Press Release | Oct. 9, 2015

Soldier Missing From Korean War Accounted For (Ewing)

The Department of Defense POW/MIA Accounting Agency (DPAA) announced today that the remains of a U.S. soldier, missing from the Korean War, have been identified and will be returned to his family for burial with full military honors.

Army Cpl. Grant H. Ewing, 28, of Fort Lupton, Colo., will be buried Oct. 19, in his hometown. In late November 1950, Ewing was assigned to Battery C, 38th Field Artillery Battalion, 2nd Infantry Division (ID), which was deployed north and east of the town of Kunu-ri, North Korea. On Nov. 25, 1950, 2nd ID was attacked by Chinese forces, which forced the unit to withdraw south to a more defensible position.
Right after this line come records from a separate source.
use std::collections::{HashMap, VecDeque};

use crate::canvas::{CanvasState, Layer, LayerId, Surface};

pub const DEFAULT_HISTORY_LIMIT: usize = 50;

// ============================================================================
// PER-LAYER STACKS
// ============================================================================

/// Full-surface snapshots for one layer.  Surfaces are copy-on-write, so a
/// snapshot only holds references to the chunks that existed at the time.
#[derive(Default)]
struct LayerHistory {
    undo: VecDeque<Surface>,
    redo: VecDeque<Surface>,
}

// ============================================================================
// HISTORY MANAGER
// ============================================================================

/// Per-layer undo/redo stacks interleaved by a single global order, so undo
/// walks back across layers in the order mutations actually happened.
pub struct HistoryManager {
    records: HashMap<LayerId, LayerHistory>,
    history_order: VecDeque<LayerId>,
    redo_order: VecDeque<LayerId>,
    max_history_size: usize,
}

impl Default for HistoryManager {
    fn default() -> Self {
        Self::new(DEFAULT_HISTORY_LIMIT)
    }
}

impl HistoryManager {
    pub fn new(max_history_size: usize) -> Self {
        Self {
            records: HashMap::new(),
            history_order: VecDeque::new(),
            redo_order: VecDeque::new(),
            max_history_size: max_history_size.max(1),
        }
    }

    pub fn limit(&self) -> usize {
        self.max_history_size
    }

    /// Record the layer's current pixels before a mutation.  Reference layers
    /// are never recorded; returns whether an entry was pushed.
    pub fn snapshot(&mut self, layer: &Layer) -> bool {
        if layer.is_reference {
            return false;
        }
        self.record(layer.id, layer.pixels.clone());
        true
    }

    /// Push `before` as the newest undo state of `id`.  Starts a new branch:
    /// every pending redo is dropped.
    pub fn record(&mut self, id: LayerId, before: Surface) {
        let limit = self.max_history_size;
        self.records.entry(id).or_default().undo.push_back(before);
        self.history_order.push_back(id);
        self.evict_global_overflow();
        if let Some(rec) = self.records.get_mut(&id) {
            while rec.undo.len() > limit {
                rec.undo.pop_front();
            }
        }

        self.redo_order.clear();
        for rec in self.records.values_mut() {
            rec.redo.clear();
        }
    }

    /// Drop the oldest global entry (and the oldest undo state of its layer)
    /// while the global order is over capacity.
    fn evict_global_overflow(&mut self) {
        while self.history_order.len() > self.max_history_size {
            if let Some(removed) = self.history_order.pop_front()
                && let Some(rec) = self.records.get_mut(&removed)
            {
                rec.undo.pop_front();
            }
        }
    }

    /// Undo the most recent mutation across all layers.  Returns the layer
    /// that was restored, or `None` when there was nothing to undo.
    pub fn undo(&mut self, canvas: &mut CanvasState) -> Option<LayerId> {
        let id = self.history_order.pop_back()?;
        let layer = canvas.layer_mut(id)?;
        if layer.is_reference {
            return None;
        }
        let rec = self.records.get_mut(&id)?;
        let previous = rec.undo.pop_back()?;
        let current = std::mem::replace(&mut layer.pixels, previous);
        rec.redo.push_back(current);
        if rec.redo.len() > self.max_history_size {
            rec.redo.pop_front();
        }
        self.redo_order.push_back(id);
        if self.redo_order.len() > self.max_history_size {
            self.redo_order.pop_front();
        }
        Some(id)
    }

    /// Re-apply the most recently undone mutation.
    pub fn redo(&mut self, canvas: &mut CanvasState) -> Option<LayerId> {
        let id = self.redo_order.pop_back()?;
        let layer = canvas.layer_mut(id)?;
        if layer.is_reference {
            return None;
        }
        let rec = self.records.get_mut(&id)?;
        let next = rec.redo.pop_back()?;
        let current = std::mem::replace(&mut layer.pixels, next);
        rec.undo.push_back(current);
        if rec.undo.len() > self.max_history_size {
            rec.undo.pop_front();
        }
        self.history_order.push_back(id);
        self.evict_global_overflow();
        Some(id)
    }

    /// Forget everything recorded for a deleted layer, including its entries
    /// in both global orders.
    pub fn discard_layer(&mut self, id: LayerId) {
        self.records.remove(&id);
        self.history_order.retain(|entry| *entry != id);
        self.redo_order.retain(|entry| *entry != id);
    }

    /// Take back the newest entry if it belongs to `id`, returning the
    /// recorded pixels.  Used when a gesture is abandoned before completion.
    pub fn retract_last(&mut self, id: LayerId) -> Option<Surface> {
        if self.history_order.back() != Some(&id) {
            return None;
        }
        let surface = self.records.get_mut(&id)?.undo.pop_back()?;
        self.history_order.pop_back();
        Some(surface)
    }

    pub fn undo_count(&self, id: LayerId) -> usize {
        self.records.get(&id).map_or(0, |r| r.undo.len())
    }

    pub fn redo_count(&self, id: LayerId) -> usize {
        self.records.get(&id).map_or(0, |r| r.redo.len())
    }

    pub fn can_undo(&self) -> bool {
        !self.history_order.is_empty()
    }

    pub fn can_redo(&self) -> bool {
        !self.redo_order.is_empty()
    }

    /// Global order length (number of undoable steps).
    pub fn len(&self) -> usize {
        self.history_order.len()
    }

    pub fn is_empty(&self) -> bool {
        self.history_order.is_empty()
    }

    pub fn clear(&mut self) {
        self.records.clear();
        self.history_order.clear();
        self.redo_order.clear();
    }
}

#[cfg(test)]
mod tests {
    use super::*;
    use image::Rgba;

    fn mark(canvas: &mut CanvasState, history: &mut HistoryManager, id: LayerId, x: u32) {
        let layer = canvas.layer(id).unwrap();
        history.snapshot(layer);
        canvas
            .layer_mut(id)
            .unwrap()
            .pixels
            .put_pixel(x, 0, Rgba([x as u8, 0, 0, 255]));
    }

    #[test]
    fn undo_hops_across_layers_in_time_order() {
        let mut canvas = CanvasState::new(8, 2);
        let a = canvas.add_layer(None);
        let b = canvas.add_layer(None);
        let mut history = HistoryManager::default();

        mark(&mut canvas, &mut history, a, 1);
        mark(&mut canvas, &mut history, b, 2);
        mark(&mut canvas, &mut history, a, 3);

        assert_eq!(history.undo(&mut canvas), Some(a));
        assert_eq!(canvas.layer(a).unwrap().pixels.get_pixel(3, 0)[3], 0);
        assert_eq!(history.undo(&mut canvas), Some(b));
        assert!(canvas.layer(b).unwrap().pixels.is_blank());
        assert_eq!(history.redo(&mut canvas), Some(b));
        assert_eq!(canvas.layer(b).unwrap().pixels.get_pixel(2, 0)[3], 255);
    }

    #[test]
    fn undo_then_redo_is_byte_exact() {
        let mut canvas = CanvasState::new(8, 2);
        let a = canvas.add_layer(None);
        let mut history = HistoryManager::default();
        for x in 0..5 {
            mark(&mut canvas, &mut history, a, x);
        }
        let finished = canvas.layer(a).unwrap().pixels.clone();
        for _ in 0..5 {
            assert!(history.undo(&mut canvas).is_some());
        }
        assert!(canvas.layer(a).unwrap().pixels.is_blank());
        assert!(history.undo(&mut canvas).is_none());
        for _ in 0..5 {
            assert!(history.redo(&mut canvas).is_some());
        }
        assert_eq!(canvas.layer(a).unwrap().pixels, finished);
    }

    #[test]
    fn new_mutation_clears_redo() {
        let mut canvas = CanvasState::new(8, 2);
        let a = canvas.add_layer(None);
        let mut history = HistoryManager::default();
        mark(&mut canvas, &mut history, a, 1);
        history.undo(&mut canvas);
        assert_eq!(history.redo_count(a), 1);
        mark(&mut canvas, &mut history, a, 2);
        assert_eq!(history.redo_count(a), 0);
        assert!(!history.can_redo());
    }

    #[test]
    fn capacity_evicts_oldest_single_entry() {
        let mut canvas = CanvasState::new(64, 1);
        let a = canvas.add_layer(None);
        let mut history = HistoryManager::new(50);
        for x in 0..51 {
            mark(&mut canvas, &mut history, a, x);
        }
        assert_eq!(history.undo_count(a), 50);
        assert_eq!(history.len(), 50);
        for _ in 0..50 {
            history.undo(&mut canvas);
        }
        // The blank state was evicted; the oldest reachable one has pixel 0 set.
        let px = *canvas.layer(a).unwrap().pixels.get_pixel(0, 0);
        assert_eq!(px[3], 255);
        assert_eq!(canvas.layer(a).unwrap().pixels.get_pixel(1, 0)[3], 0);
    }

    #[test]
    fn reference_layers_are_not_recorded() {
        let mut canvas = CanvasState::new(4, 4);
        let r = canvas.add_reference_layer("Reference");
        let mut history = HistoryManager::default();
        assert!(!history.snapshot(canvas.layer(r).unwrap()));
        assert!(history.is_empty());
    }

    #[test]
    fn discarding_a_layer_prunes_global_order() {
        let mut canvas = CanvasState::new(8, 2);
        let a = canvas.add_layer(None);
        let b = canvas.add_layer(None);
        let mut history = HistoryManager::default();
        mark(&mut canvas, &mut history, a, 1);
        mark(&mut canvas, &mut history, b, 2);
        canvas.remove_layer(b, |_| true);
        history.discard_layer(b);
        assert_eq!(history.len(), 1);
        assert_eq!(history.undo(&mut canvas), Some(a));
    }

    #[test]
    fn retract_last_only_takes_matching_layer() {
        let mut canvas = CanvasState::new(8, 2);
        let a = canvas.add_layer(None);
        let b = canvas.add_layer(None);
        let mut history = HistoryManager::default();
        mark(&mut canvas, &mut history, a, 1);
        assert!(history.retract_last(b).is_none());
        let before = history.retract_last(a).unwrap();
        assert!(before.is_blank());
        assert!(history.is_empty());
    }
}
Before they could disengage, the 2nd ID was forced to fight through a series of Chinese roadblocks, commonly known as “the Gauntlet”. Ewing was reported missing in action during this battle.

In 1953, as part of a prisoner of war exchange known as Operation Big Switch, returning American soldiers who had been held as prisoners of war reported that Ewing was among the many men captured by Chinese forces and died in February 1951, in prisoner of war Camp 5, in Pyoktong, North Korea. His remains were not among those returned by communist forces during Operation Glory in 1954.
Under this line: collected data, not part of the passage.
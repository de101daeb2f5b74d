use crate::canvas::{LayerId, Surface};
use image::codecs::png::PngEncoder;
use image::{ColorType, ImageEncoder, RgbaImage};
use std::path::{Path, PathBuf};
use std::sync::mpsc;

// ============================================================================
// ERRORS
// ============================================================================

#[derive(Debug)]
pub enum EditorError {
    Io(std::io::Error),
    Decode(String),
    Encode(String),
    Config(String),
    InvalidColor(String),
    /// Copy was attempted on a selection lifted from a reference layer.
    ReferenceCopy,
    NoActiveLayer,
}

impl std::fmt::Display for EditorError {
    fn fmt(&self, f: &mut std::fmt::Formatter<'_>) -> std::fmt::Result {
        match self {
            EditorError::Io(e) => write!(f, "I/O error: {}", e),
            EditorError::Decode(e) => write!(f, "Decode error: {}", e),
            EditorError::Encode(e) => write!(f, "Encode error: {}", e),
            EditorError::Config(e) => write!(f, "Config error: {}", e),
            EditorError::InvalidColor(e) => write!(f, "Invalid color: {}", e),
            EditorError::ReferenceCopy => {
                write!(f, "Selections from a reference layer cannot be copied")
            }
            EditorError::NoActiveLayer => write!(f, "No active layer"),
        }
    }
}

impl std::error::Error for EditorError {
    fn source(&self) -> Option<&(dyn std::error::Error + 'static)> {
        match self {
            EditorError::Io(e) => Some(e),
            _ => None,
        }
    }
}

impl From<std::io::Error> for EditorError {
    fn from(e: std::io::Error) -> Self {
        EditorError::Io(e)
    }
}

impl From<image::ImageError> for EditorError {
    fn from(e: image::ImageError) -> Self {
        EditorError::Decode(e.to_string())
    }
}

// ============================================================================
// DECODING
// ============================================================================

/// Where an image comes from.  The editor never picks files itself; callers
/// hand in a path or the raw bytes they already hold.
#[derive(Clone, Debug)]
pub enum ImageSource {
    Path(PathBuf),
    Bytes(Vec<u8>),
}

impl ImageSource {
    pub fn decode(&self) -> Result<RgbaImage, EditorError> {
        let img = match self {
            ImageSource::Path(path) => image::open(path)?,
            ImageSource::Bytes(bytes) => image::load_from_memory(bytes)?,
        };
        Ok(img.to_rgba8())
    }

    pub fn label(&self) -> String {
        match self {
            ImageSource::Path(path) => path.display().to_string(),
            ImageSource::Bytes(bytes) => format!("<{} bytes>", bytes.len()),
        }
    }
}

/// Fit `img` into a `width`×`height` surface: aspect preserved, centered,
/// never upscaled, floor-rounded.
pub fn fit_into(img: &RgbaImage, width: u32, height: u32) -> Surface {
    let (sw, sh) = img.dimensions();
    if sw == 0 || sh == 0 {
        return Surface::new(width, height);
    }
    let scale = (width as f64 / sw as f64)
        .min(height as f64 / sh as f64)
        .min(1.0);
    let dw = ((sw as f64 * scale).floor() as u32).max(1);
    let dh = ((sh as f64 * scale).floor() as u32).max(1);
    let dx = (width - dw.min(width)) / 2;
    let dy = (height - dh.min(height)) / 2;

    let mut canvas = RgbaImage::new(width, height);
    if dw == sw && dh == sh {
        image::imageops::replace(&mut canvas, img, dx as i64, dy as i64);
    } else {
        let scaled = image::imageops::resize(img, dw, dh, image::imageops::FilterType::Triangle);
        image::imageops::replace(&mut canvas, &scaled, dx as i64, dy as i64);
    }
    Surface::from_rgba_image(&canvas)
}

/// A finished background decode, addressed to the layer it was queued for.
pub struct DecodeResult {
    pub layer: LayerId,
    pub label: String,
    pub image: Result<RgbaImage, EditorError>,
}

/// Decodes images off the editing thread and hands the results back over a
/// channel.  Results are applied by the owner, never by the worker.
pub struct ImageLoader {
    io_sender: mpsc::Sender<DecodeResult>,
    io_receiver: mpsc::Receiver<DecodeResult>,
    pending_io_ops: usize,
}

impl ImageLoader {
    pub fn new() -> Self {
        let (io_sender, io_receiver) = mpsc::channel();
        Self {
            io_sender,
            io_receiver,
            pending_io_ops: 0,
        }
    }

    /// Start decoding `source` for `layer`.
    pub fn queue(&mut self, layer: LayerId, source: ImageSource) {
        let sender = self.io_sender.clone();
        self.pending_io_ops += 1;
        rayon::spawn(move || {
            let image = source.decode();
            let _ = sender.send(DecodeResult {
                layer,
                label: source.label(),
                image,
            });
        });
    }

    /// Number of decodes queued but not yet collected.
    pub fn pending(&self) -> usize {
        self.pending_io_ops
    }

    /// Collect one finished decode without blocking.
    pub fn try_recv(&mut self) -> Option<DecodeResult> {
        let result = self.io_receiver.try_recv().ok()?;
        self.pending_io_ops = self.pending_io_ops.saturating_sub(1);
        Some(result)
    }

    /// Block until the next decode finishes.  `None` when nothing is pending.
    pub fn recv_blocking(&mut self) -> Option<DecodeResult> {
        if self.pending_io_ops == 0 {
            return None;
        }
        let result = self.io_receiver.recv().ok()?;
        self.pending_io_ops -= 1;
        Some(result)
    }
}

impl Default for ImageLoader {
    fn default() -> Self {
        Self::new()
    }
}

// ============================================================================
// ENCODING
// ============================================================================

pub fn encode_png(image: &RgbaImage) -> Result<Vec<u8>, EditorError> {
    let mut buf = Vec::new();
    PngEncoder::new(&mut buf)
        .write_image(image.as_raw(), image.width(), image.height(), ColorType::Rgba8)
        .map_err(|e| EditorError::Encode(e.to_string()))?;
    Ok(buf)
}

/// Pending PNG encode running on the rayon pool.
pub struct ExportHandle {
    receiver: mpsc::Receiver<Result<Vec<u8>, EditorError>>,
}

impl ExportHandle {
    pub fn spawn(image: RgbaImage) -> Self {
        let (sender, receiver) = mpsc::channel();
        rayon::spawn(move || {
            let _ = sender.send(encode_png(&image));
        });
        Self { receiver }
    }

    /// Non-blocking poll; `None` while the encode is still running.
    pub fn try_take(&self) -> Option<Result<Vec<u8>, EditorError>> {
        self.receiver.try_recv().ok()
    }

    /// Block until the encoded bytes are ready.
    pub fn wait(self) -> Result<Vec<u8>, EditorError> {
        self.receiver
            .recv()
            .map_err(|_| EditorError::Encode("export worker exited early".to_string()))?
    }
}

pub fn write_bytes(path: &Path, bytes: &[u8]) -> Result<(), EditorError> {
    if let Some(parent) = path.parent()
        && !parent.as_os_str().is_empty()
    {
        std::fs::create_dir_all(parent)?;
    }
    std::fs::write(path, bytes)?;
    Ok(())
}

#[cfg(test)]
mod tests {
    use super::*;
    use image::Rgba;

    #[test]
    fn fit_downscales_and_centers() {
        let img = RgbaImage::from_pixel(400, 100, Rgba([9, 9, 9, 255]));
        let s = fit_into(&img, 200, 200);
        // 400x100 -> 200x50 centered at y = 75
        assert_eq!(s.get_pixel(0, 74)[3], 0);
        assert_eq!(s.get_pixel(0, 75)[3], 255);
        assert_eq!(s.get_pixel(199, 124)[3], 255);
        assert_eq!(s.get_pixel(199, 125)[3], 0);
    }

    #[test]
    fn fit_never_upscales() {
        let img = RgbaImage::from_pixel(10, 4, Rgba([1, 2, 3, 255]));
        let s = fit_into(&img, 100, 100);
        // 10x4 centered at (45, 48)
        assert_eq!(*s.get_pixel(45, 48), Rgba([1, 2, 3, 255]));
        assert_eq!(*s.get_pixel(54, 51), Rgba([1, 2, 3, 255]));
        assert_eq!(s.get_pixel(44, 48)[3], 0);
        assert_eq!(s.get_pixel(55, 48)[3], 0);
    }

    #[test]
    fn png_encode_decodes_back() {
        let img = RgbaImage::from_pixel(3, 2, Rgba([200, 10, 10, 255]));
        let bytes = encode_png(&img).unwrap();
        let back = image::load_from_memory(&bytes).unwrap().to_rgba8();
        assert_eq!(back, img);
    }

    #[test]
    fn export_handle_yields_bytes() {
        let img = RgbaImage::from_pixel(2, 2, Rgba([0, 0, 0, 255]));
        let handle = ExportHandle::spawn(img.clone());
        let polled = loop {
            if let Some(result) = handle.try_take() {
                break result.unwrap();
            }
            std::thread::yield_now();
        };
        assert_eq!(&polled[1..4], b"PNG");
        let bytes = ExportHandle::spawn(img).wait().unwrap();
        assert_eq!(bytes, polled);
    }

    #[test]
    fn loader_reports_results_and_failures() {
        let png = encode_png(&RgbaImage::from_pixel(4, 4, Rgba([5, 5, 5, 255]))).unwrap();
        let mut loader = ImageLoader::new();
        let good = LayerId::new();
        let bad = LayerId::new();
        loader.queue(good, ImageSource::Bytes(png));
        loader.queue(bad, ImageSource::Bytes(vec![1, 2, 3]));
        assert_eq!(loader.pending(), 2);

        let mut seen = Vec::new();
        while let Some(result) = loader.recv_blocking() {
            seen.push((result.layer, result.image.is_ok()));
        }
        assert_eq!(loader.pending(), 0);
        assert!(seen.contains(&(good, true)));
        assert!(seen.contains(&(bad, false)));
    }

    #[test]
    fn missing_file_is_decode_error() {
        let err = ImageSource::Path(PathBuf::from("/definitely/not/here.png"))
            .decode()
            .unwrap_err();
        assert!(matches!(err, EditorError::Decode(_) | EditorError::Io(_)));
    }
}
Between 1990 and 1994, North Korea turned over to the U.S. 208 boxes of human remains now believed to contain more than 600 U.S. servicemen who fought during the war. North Korean documents turned over with some of the boxes indicated that some of the remains were recovered from the vicinity where Ewing was believed to have died.
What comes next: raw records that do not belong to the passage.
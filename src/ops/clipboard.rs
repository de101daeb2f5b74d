// ============================================================================
// CLIPBOARD — in-app copy/paste of floating selection pixels
// ============================================================================

use crate::canvas::Surface;
use crate::io::EditorError;
use crate::ops::selection::Selection;

/// Single-slot clipboard holding transparent pixels.  Pastes clone the slot,
/// so one copy can be pasted any number of times.
#[derive(Default)]
pub struct Clipboard {
    slot: Option<Surface>,
}

impl Clipboard {
    pub fn has_image(&self) -> bool {
        self.slot.is_some()
    }

    /// Dimensions of the stored pixels without cloning them.
    pub fn dimensions(&self) -> Option<(u32, u32)> {
        self.slot.as_ref().map(|s| (s.width(), s.height()))
    }

    /// Store the selection's pixels.  Selections lifted from a reference
    /// layer are never copied.
    pub fn copy_selection(&mut self, sel: &Selection) -> Result<(), EditorError> {
        if sel.from_reference {
            return Err(EditorError::ReferenceCopy);
        }
        self.slot = Some(sel.pixels.clone());
        Ok(())
    }

    pub fn contents(&self) -> Option<Surface> {
        self.slot.clone()
    }

    pub fn clear(&mut self) {
        self.slot = None;
    }
}
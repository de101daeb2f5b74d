//! Editor configuration.
//!
//! Loaded from a JSON file; every field is optional and falls back to the
//! defaults below, so `{}` is a complete configuration.

use serde::{Deserialize, Serialize};
use std::path::{Path, PathBuf};

use crate::components::history::DEFAULT_HISTORY_LIMIT;
use crate::components::tools::ToolProperties;
use crate::io::EditorError;
use crate::view::{DEFAULT_MAX_ZOOM, DEFAULT_MIN_ZOOM};

#[derive(Debug, Clone, Serialize, Deserialize)]
#[serde(default)]
pub struct EditorConfig {
    /// Image decoded into the base layer at startup.  Absent means a single
    /// blank layer.
    pub base_image: Option<PathBuf>,
    pub brush: BrushConfig,
    pub min_zoom: f32,
    pub max_zoom: f32,
    /// Undo entries kept per layer and in the global order.
    pub history_limit: usize,
    /// Whether the brush-outline overlay starts enabled.
    pub overlay_enabled: bool,
}

impl Default for EditorConfig {
    fn default() -> Self {
        Self {
            base_image: None,
            brush: BrushConfig::default(),
            min_zoom: DEFAULT_MIN_ZOOM,
            max_zoom: DEFAULT_MAX_ZOOM,
            history_limit: DEFAULT_HISTORY_LIMIT,
            overlay_enabled: true,
        }
    }
}

/// Brush settings applied when a session starts.
#[derive(Debug, Clone, Serialize, Deserialize)]
#[serde(default)]
pub struct BrushConfig {
    /// `#RRGGBB` or `#RGB`.
    pub color: String,
    pub size: f32,
    pub alpha: f32,
    /// Raw slider value; 0 disables smoothing.
    pub smoothing: f32,
    /// Independent eraser strength.  `None` erases at the brush alpha.
    pub eraser_strength: Option<f32>,
}

impl Default for BrushConfig {
    fn default() -> Self {
        let props = ToolProperties::default();
        Self {
            color: "#000000".to_string(),
            size: props.size,
            alpha: props.alpha,
            smoothing: props.smoothing,
            eraser_strength: None,
        }
    }
}

impl BrushConfig {
    pub fn tool_properties(&self) -> ToolProperties {
        let mut props = ToolProperties::default();
        props.set_size(self.size);
        props.set_alpha(self.alpha);
        props.set_smoothing(self.smoothing);
        props.set_eraser_strength(self.eraser_strength);
        props
    }
}

impl EditorConfig {
    pub fn from_json_str(text: &str) -> Result<Self, EditorError> {
        serde_json::from_str(text).map_err(|e| EditorError::Config(e.to_string()))
    }

    pub fn load(path: &Path) -> Result<Self, EditorError> {
        let text = std::fs::read_to_string(path)
            .map_err(|e| EditorError::Config(format!("{}: {e}", path.display())))?;
        Self::from_json_str(&text)
    }

    pub fn to_json_string(&self) -> Result<String, EditorError> {
        serde_json::to_string_pretty(self).map_err(|e| EditorError::Config(e.to_string()))
    }
}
To identify Ewing’s remains, scientists from the DPAA and the Armed Forces DNA Identification Laboratory (AFDIL) used circumstantial evidence, dental comparison, and two forms of DNA analysis including; mitochondrial DNA and Y-chromosome Short Tandem Repeat DNA (Y-STR) analysis, which matched his brother.

Today, more than 7,800 Americans remain unaccounted for from the Korean War. Using modern technology, identifications continue to be made from remains that were previously turned over by North Korean officials or recovered by American recovery teams.